Published: January 2015

Objectives: To evaluate the radiographic and clinical outcomes of a systematic approach to exchange nailing for the treatment of aseptic femoral nonunions previously treated with an intramedullary nail.

Design: Retrospective cohort.

Setting: Tertiary referral center.

Patients: Fifty aseptic femoral nonunions in 49 patients who presented with an intramedullary nail in situ an average of 25 months after the initial fracture nailing were evaluated.

Intervention: Our systematic approach includes inserting an exchange nail at least 2 mm larger in diameter than the in situ nail, using a different manufacturer's nail, static interlocking, correction of any metabolic and endocrine abnormalities, and secondary nail dynamization in cases showing slow progression toward healing.

Main Outcomes Measurements: The outcome measures were radiographic and clinical evidence of nonunion healing and time to union.

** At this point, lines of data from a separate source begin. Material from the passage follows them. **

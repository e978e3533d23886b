//! Prompt line under the conversation

use crate::input::Action;
use crate::theme::Theme;
use ratatui::{
    buffer::Buffer,
    layout::Rect,
    style::Style,
    text::{Line, Span},
    widgets::{Block, Borders, Paragraph, Widget},
};
use unicode_width::{UnicodeWidthChar, UnicodeWidthStr};

/// Single-line prompt.
///
/// While disabled (a request is in flight) the text stays visible but
/// every edit is refused and no cursor is drawn.
#[derive(Debug)]
pub struct InputBox {
    text: String,
    /// Byte offset into `text`, always on a char boundary
    cursor: usize,
    placeholder: String,
    /// Key help in the bottom border
    hint: String,
    focused: bool,
    enabled: bool,
}

impl Default for InputBox {
    fn default() -> Self {
        Self {
            text: String::new(),
            cursor: 0,
            placeholder: String::new(),
            hint: String::new(),
            focused: false,
            enabled: true,
        }
    }
}

impl InputBox {
    pub fn new() -> Self {
        Self::default()
    }

    pub fn with_placeholder(mut self, placeholder: impl Into<String>) -> Self {
        self.placeholder = placeholder.into();
        self
    }

    pub fn with_hint(mut self, hint: impl Into<String>) -> Self {
        self.hint = hint.into();
        self
    }

    pub fn set_focused(&mut self, focused: bool) {
        self.focused = focused;
    }

    pub fn set_enabled(&mut self, enabled: bool) {
        self.enabled = enabled;
    }

    pub fn is_enabled(&self) -> bool {
        self.enabled
    }

    pub fn content(&self) -> &str {
        &self.text
    }

    /// Replace the prompt, leaving the cursor at the end
    pub fn set_content(&mut self, content: impl Into<String>) {
        self.text = content.into();
        self.cursor = self.text.len();
    }

    pub fn clear(&mut self) {
        self.text.clear();
        self.cursor = 0;
    }

    /// Nothing but whitespace
    pub fn is_blank(&self) -> bool {
        self.text.trim().is_empty()
    }

    /// Hand over the prompt for sending and start a fresh one
    pub fn take(&mut self) -> String {
        self.cursor = 0;
        std::mem::take(&mut self.text)
    }

    /// Apply an editing action. Returns whether the prompt changed or moved.
    pub fn handle_action(&mut self, action: &Action) -> bool {
        if !self.enabled {
            return false;
        }

        match action {
            Action::Char(c) => {
                self.text.insert(self.cursor, *c);
                self.cursor += c.len_utf8();
                true
            }
            Action::Paste(pasted) => {
                // The prompt is one line; line breaks become single spaces
                let flat = pasted
                    .split(['\r', '\n'])
                    .filter(|part| !part.is_empty())
                    .collect::<Vec<_>>()
                    .join(" ");
                self.text.insert_str(self.cursor, &flat);
                self.cursor += flat.len();
                !flat.is_empty()
            }
            Action::Backspace => match self.before_cursor() {
                Some(c) => {
                    self.cursor -= c.len_utf8();
                    self.text.remove(self.cursor);
                    true
                }
                None => false,
            },
            Action::Delete => {
                if self.after_cursor().is_none() {
                    return false;
                }
                self.text.remove(self.cursor);
                true
            }
            Action::Left => match self.before_cursor() {
                Some(c) => {
                    self.cursor -= c.len_utf8();
                    true
                }
                None => false,
            },
            Action::Right => match self.after_cursor() {
                Some(c) => {
                    self.cursor += c.len_utf8();
                    true
                }
                None => false,
            },
            Action::Home => {
                self.cursor = 0;
                true
            }
            Action::End => {
                self.cursor = self.text.len();
                true
            }
            Action::ClearLine => {
                self.clear();
                true
            }
            _ => false,
        }
    }

    fn before_cursor(&self) -> Option<char> {
        self.text[..self.cursor].chars().next_back()
    }

    fn after_cursor(&self) -> Option<char> {
        self.text[self.cursor..].chars().next()
    }

    /// First visible column and the visible slice for a `width` column line.
    ///
    /// The view only moves when the cursor would leave it off the right edge.
    fn window(&self, width: usize) -> (usize, String) {
        let cursor_col = self.text[..self.cursor].width();
        let offset = (cursor_col + 1).saturating_sub(width);

        let mut col = 0;
        let mut visible = String::new();
        for c in self.text.chars() {
            let w = c.width().unwrap_or(0);
            if col >= offset {
                if col + w > offset + width {
                    break;
                }
                visible.push(c);
            }
            col += w;
        }
        (offset, visible)
    }

    pub fn render(&self, area: Rect, buf: &mut Buffer, theme: &Theme) {
        let active = self.focused && self.enabled;
        let mut block = Block::default()
            .borders(Borders::ALL)
            .border_style(if active {
                theme.accent_style()
            } else {
                theme.border_style()
            });
        if !self.hint.is_empty() {
            block = block.title_bottom(Line::from(Span::styled(
                format!(" {} ", self.hint),
                theme.dim_style(),
            )));
        }
        let inner = block.inner(area);
        block.render(area, buf);
        if inner.width == 0 || inner.height == 0 {
            return;
        }

        if self.text.is_empty() {
            Paragraph::new(self.placeholder.as_str())
                .style(theme.dim_style())
                .render(inner, buf);
        } else {
            let (offset, visible) = self.window(inner.width as usize);
            let style = if self.enabled {
                theme.base_style()
            } else {
                theme.dim_style()
            };
            Paragraph::new(visible).style(style).render(inner, buf);

            if active {
                let col = self.text[..self.cursor].width() - offset;
                self.draw_cursor(inner, col, buf, theme);
            }
            return;
        }

        if active {
            self.draw_cursor(inner, 0, buf, theme);
        }
    }

    fn draw_cursor(&self, inner: Rect, col: usize, buf: &mut Buffer, theme: &Theme) {
        if col >= inner.width as usize {
            return;
        }
        if let Some(cell) = buf.cell_mut((inner.x + col as u16, inner.y)) {
            cell.set_style(Style::default().bg(theme.accent));
        }
    }
}

#[cfg(test)]
mod tests {
    use super::*;

    fn typed(text: &str) -> InputBox {
        let mut input = InputBox::new();
        for c in text.chars() {
            input.handle_action(&Action::Char(c));
        }
        input
    }

    fn row(buf: &Buffer, y: u16) -> String {
        (0..buf.area.width).map(|x| buf[(x, y)].symbol()).collect()
    }

    #[test]
    fn test_typing_and_editing() {
        let mut input = typed("héllo wörld");
        assert_eq!(input.content(), "héllo wörld");

        input.handle_action(&Action::Left);
        input.handle_action(&Action::Left);
        input.handle_action(&Action::Backspace);
        assert_eq!(input.content(), "héllo wöld");

        input.handle_action(&Action::Home);
        input.handle_action(&Action::Right);
        input.handle_action(&Action::Delete);
        assert_eq!(input.content(), "hllo wöld");

        input.handle_action(&Action::End);
        input.handle_action(&Action::Char('!'));
        assert_eq!(input.content(), "hllo wöld!");

        input.handle_action(&Action::ClearLine);
        assert_eq!(input.content(), "");
        assert!(!input.handle_action(&Action::Backspace));
        assert!(!input.handle_action(&Action::Delete));
    }

    #[test]
    fn test_paste_flattens_newlines() {
        let mut input = typed("a");
        input.handle_action(&Action::Paste("b\r\nc\n".into()));
        assert_eq!(input.content(), "ab c");
        input.handle_action(&Action::Home);
        input.handle_action(&Action::Paste("> ".into()));
        assert_eq!(input.content(), "> ab c");
    }

    #[test]
    fn test_disabled_refuses_edits() {
        let mut input = typed("draft");
        input.set_enabled(false);
        assert!(!input.handle_action(&Action::Char('x')));
        assert!(!input.handle_action(&Action::ClearLine));
        assert!(!input.handle_action(&Action::Paste("more".into())));
        assert_eq!(input.content(), "draft");

        input.set_enabled(true);
        assert!(input.handle_action(&Action::Char('s')));
        assert_eq!(input.content(), "drafts");
    }

    #[test]
    fn test_take_and_blank() {
        let mut input = typed("  ");
        assert!(input.is_blank());
        input.set_content("Search for pages about ");
        assert!(!input.is_blank());
        assert_eq!(input.take(), "Search for pages about ");
        assert_eq!(input.content(), "");
        assert!(input.is_blank());

        // Cursor is back at the start after taking
        input.handle_action(&Action::Char('x'));
        assert_eq!(input.content(), "x");
    }

    #[test]
    fn test_render_placeholder_and_hint() {
        let theme = Theme::dark();
        let input = InputBox::new()
            .with_placeholder("Ask about your Notion workspace...")
            .with_hint("Enter send");
        let area = Rect::new(0, 0, 50, 3);
        let mut buf = Buffer::empty(area);
        input.render(area, &mut buf, &theme);

        assert!(row(&buf, 1).contains("Ask about your Notion workspace..."));
        assert!(row(&buf, 2).contains("Enter send"));
    }

    #[test]
    fn test_long_prompt_keeps_cursor_in_view() {
        let theme = Theme::dark();
        let mut input = typed("abcdefghijklmnop");
        input.set_focused(true);

        // Inner width is 8 columns; the tail and the cursor cell fit
        let area = Rect::new(0, 0, 10, 3);
        let mut buf = Buffer::empty(area);
        input.render(area, &mut buf, &theme);
        assert_eq!(row(&buf, 1), "│jklmnop │");
        assert_eq!(buf[(8, 1)].bg, theme.accent);

        input.handle_action(&Action::Home);
        let mut buf = Buffer::empty(area);
        input.render(area, &mut buf, &theme);
        assert_eq!(row(&buf, 1), "│abcdefgh│");
        assert_eq!(buf[(1, 1)].bg, theme.accent);
    }
}
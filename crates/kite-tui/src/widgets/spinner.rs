//! Animated "working" indicator

use crate::theme::Theme;
use ratatui::{buffer::Buffer, layout::Rect, text::Span, widgets::Widget};
use std::time::{Duration, Instant};

/// Spinner animation frames
const SPINNER_FRAMES: &[&str] = &["⠋", "⠙", "⠹", "⠸", "⠼", "⠴", "⠦", "⠧", "⠇", "⠏"];

const FRAME_DURATION: Duration = Duration::from_millis(80);

/// Frame to show after `elapsed`
pub fn frame_at(elapsed: Duration) -> &'static str {
    let index = (elapsed.as_millis() / FRAME_DURATION.as_millis()) as usize;
    SPINNER_FRAMES[index % SPINNER_FRAMES.len()]
}

/// Label shown while a request is outstanding
pub fn working_label(agent_name: &str) -> String {
    format!("{} is working...", agent_name)
}

/// Animated spinner with a label
pub struct Spinner<'a> {
    label: &'a str,
    theme: &'a Theme,
    start_time: Instant,
}

impl<'a> Spinner<'a> {
    pub fn new(label: &'a str, theme: &'a Theme) -> Self {
        Self {
            label,
            theme,
            start_time: Instant::now(),
        }
    }

    /// Animate relative to when the request started
    pub fn with_start_time(mut self, start: Instant) -> Self {
        self.start_time = start;
        self
    }
}

impl Widget for Spinner<'_> {
    fn render(self, area: Rect, buf: &mut Buffer) {
        if area.width < 3 || area.height == 0 {
            return;
        }

        let text = format!("{} {}", frame_at(self.start_time.elapsed()), self.label);
        let span = Span::styled(&text, self.theme.warning_style());
        buf.set_span(area.x, area.y, &span, area.width);
    }
}

#[cfg(test)]
mod tests {
    use super::*;

    #[test]
    fn test_frames_cycle() {
        assert_eq!(frame_at(Duration::ZERO), SPINNER_FRAMES[0]);
        assert_eq!(frame_at(Duration::from_millis(85)), SPINNER_FRAMES[1]);
        assert_eq!(
            frame_at(FRAME_DURATION * SPINNER_FRAMES.len() as u32),
            SPINNER_FRAMES[0]
        );
    }

    #[test]
    fn test_working_label() {
        assert_eq!(
            working_label("Notion Power Agent"),
            "Notion Power Agent is working..."
        );
    }

    #[test]
    fn test_render_narrow_area_is_noop() {
        let theme = Theme::dark();
        let area = Rect::new(0, 0, 2, 1);
        let mut buf = Buffer::empty(area);
        Spinner::new("busy", &theme).render(area, &mut buf);
        assert_eq!(buf[(0, 0)].symbol(), " ");
    }
}
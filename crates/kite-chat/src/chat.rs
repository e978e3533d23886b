//! Chat driver: ties the store, the session identity and the agent client.
//!
//! Sending is split in two so a UI can keep its event loop running while the
//! call is in flight: [`Chat::begin`] applies the submission and returns an
//! owned future, and [`Chat::finish`] applies whatever that future produced.
//! [`Chat::send`] does both for callers that can simply wait.

use std::future::Future;
use std::pin::Pin;
use std::sync::Arc;

use kite_agent::{AgentClient, AgentEnvelope};

use crate::identity::SessionIdentity;
use crate::message::Message;
use crate::store::ConversationStore;

/// An agent call detached from the chat that started it
pub type AgentCall = Pin<Box<dyn Future<Output = kite_agent::Result<AgentEnvelope>> + Send>>;

pub struct Chat {
    store: ConversationStore,
    identity: SessionIdentity,
    client: Arc<dyn AgentClient>,
    agent_id: String,
}

impl Chat {
    /// Start a chat with a freshly generated identity
    pub fn new(client: Arc<dyn AgentClient>, agent_id: impl Into<String>) -> Self {
        Self::with_identity(client, agent_id, SessionIdentity::generate())
    }

    pub fn with_identity(
        client: Arc<dyn AgentClient>,
        agent_id: impl Into<String>,
        identity: SessionIdentity,
    ) -> Self {
        let agent_id = agent_id.into();
        tracing::debug!(
            "Chat session {} (user {}) for agent {}",
            identity.session_id(),
            identity.user_id(),
            agent_id
        );
        Self {
            store: ConversationStore::new(),
            identity,
            client,
            agent_id,
        }
    }

    /// Submit `text`. Returns the call to run, or `None` if the submission
    /// was ignored (blank text or a request already in flight).
    pub fn begin(&mut self, text: &str) -> Option<AgentCall> {
        let pending = self.store.submit(text, &self.agent_id)?;
        let client = Arc::clone(&self.client);
        let context = self.identity.context();
        tracing::debug!("Sending {} chars to agent {}", pending.message.len(), pending.agent_id);

        Some(Box::pin(async move {
            client
                .call(&pending.message, &pending.agent_id, &context)
                .await
        }))
    }

    /// Apply the outcome of the call returned by [`Chat::begin`]
    pub fn finish(&mut self, outcome: kite_agent::Result<AgentEnvelope>) -> Option<&Message> {
        self.store.complete(outcome)
    }

    /// Submit `text` and wait for the reply
    pub async fn send(&mut self, text: &str) -> Option<&Message> {
        let call = self.begin(text)?;
        let outcome = call.await;
        self.finish(outcome)
    }

    pub fn store(&self) -> &ConversationStore {
        &self.store
    }

    pub fn store_mut(&mut self) -> &mut ConversationStore {
        &mut self.store
    }

    pub fn identity(&self) -> &SessionIdentity {
        &self.identity
    }

    pub fn agent_id(&self) -> &str {
        &self.agent_id
    }
}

Results: All 50 femoral nonunions (100%) healed after this systematic approach to exchange nailing. The average time to achieve union was 7 months (range, 3-26 months).

Conclusions: Utilization of this systematic approach of exchange nailing for the treatment of aseptic femoral nonunions resulted in a 100% healing rate.

Level Of Evidence: Therapeutic Level IV. See Instructions for Authors for a complete description of levels of evidence.